Required work » Please return only the lines from the one holding "Fair coin flip" through the one holding "rather than rejected.", exactly as they appear in the records below, both ends included.

Information given »
====

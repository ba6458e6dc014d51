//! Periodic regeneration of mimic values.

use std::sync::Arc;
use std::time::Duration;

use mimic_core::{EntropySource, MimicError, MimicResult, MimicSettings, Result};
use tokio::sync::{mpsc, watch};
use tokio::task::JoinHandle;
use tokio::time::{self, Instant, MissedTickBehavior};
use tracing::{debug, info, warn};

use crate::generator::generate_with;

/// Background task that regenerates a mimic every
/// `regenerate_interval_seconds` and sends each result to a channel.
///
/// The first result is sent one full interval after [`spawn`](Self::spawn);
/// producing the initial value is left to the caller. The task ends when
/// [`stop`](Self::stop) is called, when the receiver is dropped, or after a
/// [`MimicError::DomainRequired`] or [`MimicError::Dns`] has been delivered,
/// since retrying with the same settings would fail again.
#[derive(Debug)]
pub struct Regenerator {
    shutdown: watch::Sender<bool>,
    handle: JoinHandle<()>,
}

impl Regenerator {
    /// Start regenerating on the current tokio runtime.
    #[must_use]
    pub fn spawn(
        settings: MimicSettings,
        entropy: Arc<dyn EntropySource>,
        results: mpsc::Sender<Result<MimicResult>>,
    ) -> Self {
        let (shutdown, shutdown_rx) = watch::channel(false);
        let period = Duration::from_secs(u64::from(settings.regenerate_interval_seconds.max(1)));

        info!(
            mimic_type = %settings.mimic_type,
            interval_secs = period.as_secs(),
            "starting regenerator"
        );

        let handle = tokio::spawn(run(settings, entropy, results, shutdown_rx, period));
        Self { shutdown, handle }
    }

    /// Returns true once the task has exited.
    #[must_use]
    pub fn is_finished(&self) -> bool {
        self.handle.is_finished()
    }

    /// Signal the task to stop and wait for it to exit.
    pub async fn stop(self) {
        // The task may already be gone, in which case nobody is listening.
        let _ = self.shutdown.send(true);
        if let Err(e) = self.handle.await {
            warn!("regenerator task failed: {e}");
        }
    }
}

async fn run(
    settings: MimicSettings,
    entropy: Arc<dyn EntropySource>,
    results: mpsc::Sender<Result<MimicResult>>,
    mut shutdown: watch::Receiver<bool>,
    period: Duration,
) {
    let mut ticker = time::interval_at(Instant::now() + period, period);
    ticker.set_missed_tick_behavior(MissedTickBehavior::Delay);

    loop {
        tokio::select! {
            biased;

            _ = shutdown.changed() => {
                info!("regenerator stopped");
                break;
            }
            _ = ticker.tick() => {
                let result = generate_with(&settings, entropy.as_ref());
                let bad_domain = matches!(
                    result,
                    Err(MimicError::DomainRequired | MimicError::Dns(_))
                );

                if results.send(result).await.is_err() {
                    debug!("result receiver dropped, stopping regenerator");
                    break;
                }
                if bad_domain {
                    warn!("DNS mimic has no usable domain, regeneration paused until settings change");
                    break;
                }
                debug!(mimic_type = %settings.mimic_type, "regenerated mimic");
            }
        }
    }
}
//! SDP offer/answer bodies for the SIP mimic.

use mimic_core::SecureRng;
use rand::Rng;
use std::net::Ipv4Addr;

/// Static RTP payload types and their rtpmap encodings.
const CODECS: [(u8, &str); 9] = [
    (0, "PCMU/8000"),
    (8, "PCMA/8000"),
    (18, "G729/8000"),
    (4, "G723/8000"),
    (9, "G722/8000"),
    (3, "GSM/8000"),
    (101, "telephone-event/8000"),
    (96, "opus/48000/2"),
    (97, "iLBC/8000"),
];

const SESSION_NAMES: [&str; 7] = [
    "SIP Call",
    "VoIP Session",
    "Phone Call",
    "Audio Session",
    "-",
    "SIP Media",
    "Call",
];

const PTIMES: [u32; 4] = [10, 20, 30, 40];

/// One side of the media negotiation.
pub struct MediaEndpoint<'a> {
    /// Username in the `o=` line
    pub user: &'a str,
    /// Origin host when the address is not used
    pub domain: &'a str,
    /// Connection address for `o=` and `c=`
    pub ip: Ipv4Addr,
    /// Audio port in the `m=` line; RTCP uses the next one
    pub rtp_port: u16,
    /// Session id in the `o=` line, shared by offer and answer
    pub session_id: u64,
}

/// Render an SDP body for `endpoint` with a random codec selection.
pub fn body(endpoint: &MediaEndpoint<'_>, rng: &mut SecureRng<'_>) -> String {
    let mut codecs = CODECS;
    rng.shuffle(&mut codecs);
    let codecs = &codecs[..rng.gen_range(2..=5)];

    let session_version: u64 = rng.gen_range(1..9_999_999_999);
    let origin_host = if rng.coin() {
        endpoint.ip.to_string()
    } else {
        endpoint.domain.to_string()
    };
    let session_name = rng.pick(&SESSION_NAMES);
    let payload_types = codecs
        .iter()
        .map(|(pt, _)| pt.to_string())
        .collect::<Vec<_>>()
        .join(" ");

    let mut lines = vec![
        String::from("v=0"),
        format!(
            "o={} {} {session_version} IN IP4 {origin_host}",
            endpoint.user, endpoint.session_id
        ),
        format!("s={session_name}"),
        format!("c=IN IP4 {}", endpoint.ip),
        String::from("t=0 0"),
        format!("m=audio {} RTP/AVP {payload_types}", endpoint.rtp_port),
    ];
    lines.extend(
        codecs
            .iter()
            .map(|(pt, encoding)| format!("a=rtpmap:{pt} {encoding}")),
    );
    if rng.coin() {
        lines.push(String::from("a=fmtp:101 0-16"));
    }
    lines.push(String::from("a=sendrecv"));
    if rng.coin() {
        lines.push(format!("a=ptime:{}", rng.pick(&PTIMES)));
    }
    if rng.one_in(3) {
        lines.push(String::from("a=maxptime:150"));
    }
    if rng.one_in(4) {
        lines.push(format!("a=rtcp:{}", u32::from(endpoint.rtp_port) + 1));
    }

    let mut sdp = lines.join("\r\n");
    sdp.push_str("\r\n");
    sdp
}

====

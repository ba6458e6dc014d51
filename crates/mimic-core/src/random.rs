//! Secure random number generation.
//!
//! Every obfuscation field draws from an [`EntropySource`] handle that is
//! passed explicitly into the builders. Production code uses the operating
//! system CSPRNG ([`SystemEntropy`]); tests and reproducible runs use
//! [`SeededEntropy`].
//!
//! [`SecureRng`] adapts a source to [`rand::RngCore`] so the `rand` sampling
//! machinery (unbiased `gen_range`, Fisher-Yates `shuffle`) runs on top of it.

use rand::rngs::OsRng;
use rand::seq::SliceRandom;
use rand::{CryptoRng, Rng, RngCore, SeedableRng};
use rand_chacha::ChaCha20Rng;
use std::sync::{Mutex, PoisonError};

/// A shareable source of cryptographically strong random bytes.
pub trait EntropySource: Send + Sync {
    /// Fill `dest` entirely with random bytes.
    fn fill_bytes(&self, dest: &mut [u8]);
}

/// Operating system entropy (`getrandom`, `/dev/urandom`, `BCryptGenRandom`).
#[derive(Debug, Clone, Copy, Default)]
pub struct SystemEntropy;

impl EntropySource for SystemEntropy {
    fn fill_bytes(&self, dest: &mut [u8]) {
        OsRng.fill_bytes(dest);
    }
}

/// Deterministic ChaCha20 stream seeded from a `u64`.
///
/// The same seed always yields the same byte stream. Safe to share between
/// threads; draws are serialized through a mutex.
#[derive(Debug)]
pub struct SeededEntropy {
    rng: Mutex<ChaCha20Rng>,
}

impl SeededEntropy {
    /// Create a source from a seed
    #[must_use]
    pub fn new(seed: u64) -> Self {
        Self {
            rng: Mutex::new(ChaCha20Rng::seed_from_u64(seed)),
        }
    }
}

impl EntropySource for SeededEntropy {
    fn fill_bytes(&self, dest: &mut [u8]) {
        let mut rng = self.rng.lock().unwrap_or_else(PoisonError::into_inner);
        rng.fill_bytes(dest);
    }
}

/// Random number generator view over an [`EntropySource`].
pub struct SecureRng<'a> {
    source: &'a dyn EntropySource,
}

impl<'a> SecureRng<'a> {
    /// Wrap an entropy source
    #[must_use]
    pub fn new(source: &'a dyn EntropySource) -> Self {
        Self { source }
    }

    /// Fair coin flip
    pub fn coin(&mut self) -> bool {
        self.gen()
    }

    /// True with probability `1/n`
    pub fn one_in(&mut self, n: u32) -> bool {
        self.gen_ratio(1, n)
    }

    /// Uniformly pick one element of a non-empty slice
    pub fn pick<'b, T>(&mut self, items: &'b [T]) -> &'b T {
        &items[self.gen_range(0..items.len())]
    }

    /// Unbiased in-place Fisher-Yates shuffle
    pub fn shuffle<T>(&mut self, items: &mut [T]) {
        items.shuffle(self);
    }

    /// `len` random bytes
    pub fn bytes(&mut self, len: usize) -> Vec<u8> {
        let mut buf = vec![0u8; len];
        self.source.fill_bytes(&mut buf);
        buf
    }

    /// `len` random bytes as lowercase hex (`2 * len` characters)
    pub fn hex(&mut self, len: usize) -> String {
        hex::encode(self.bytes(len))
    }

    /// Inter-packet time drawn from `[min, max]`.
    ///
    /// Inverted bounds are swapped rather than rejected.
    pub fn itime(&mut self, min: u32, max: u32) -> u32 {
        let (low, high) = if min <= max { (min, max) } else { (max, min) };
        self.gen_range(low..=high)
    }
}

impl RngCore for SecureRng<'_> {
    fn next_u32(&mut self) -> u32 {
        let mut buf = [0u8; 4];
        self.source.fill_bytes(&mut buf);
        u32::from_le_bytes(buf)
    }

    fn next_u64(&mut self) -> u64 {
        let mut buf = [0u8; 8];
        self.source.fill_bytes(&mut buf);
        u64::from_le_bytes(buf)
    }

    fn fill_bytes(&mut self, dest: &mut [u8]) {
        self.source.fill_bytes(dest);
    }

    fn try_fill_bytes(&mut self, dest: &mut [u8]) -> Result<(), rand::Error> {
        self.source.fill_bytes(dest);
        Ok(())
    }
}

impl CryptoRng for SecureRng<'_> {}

====

Solution for this exercise »
    /// Fair coin flip
    pub fn coin(&mut self) -> bool {
        self.gen()
    }

    /// True with probability `1/n`
    pub fn one_in(&mut self, n: u32) -> bool {
        self.gen_ratio(1, n)
    }

    /// Uniformly pick one element of a non-empty slice
    pub fn pick<'b, T>(&mut self, items: &'b [T]) -> &'b T {
        &items[self.gen_range(0..items.len())]
    }

    /// Unbiased in-place Fisher-Yates shuffle
    pub fn shuffle<T>(&mut self, items: &mut [T]) {
        items.shuffle(self);
    }

    /// `len` random bytes
    pub fn bytes(&mut self, len: usize) -> Vec<u8> {
        let mut buf = vec![0u8; len];
        self.source.fill_bytes(&mut buf);
        buf
    }

    /// `len` random bytes as lowercase hex (`2 * len` characters)
    pub fn hex(&mut self, len: usize) -> String {
        hex::encode(self.bytes(len))
    }

    /// Inter-packet time drawn from `[min, max]`.
    ///
    /// Inverted bounds are swapped rather than rejected.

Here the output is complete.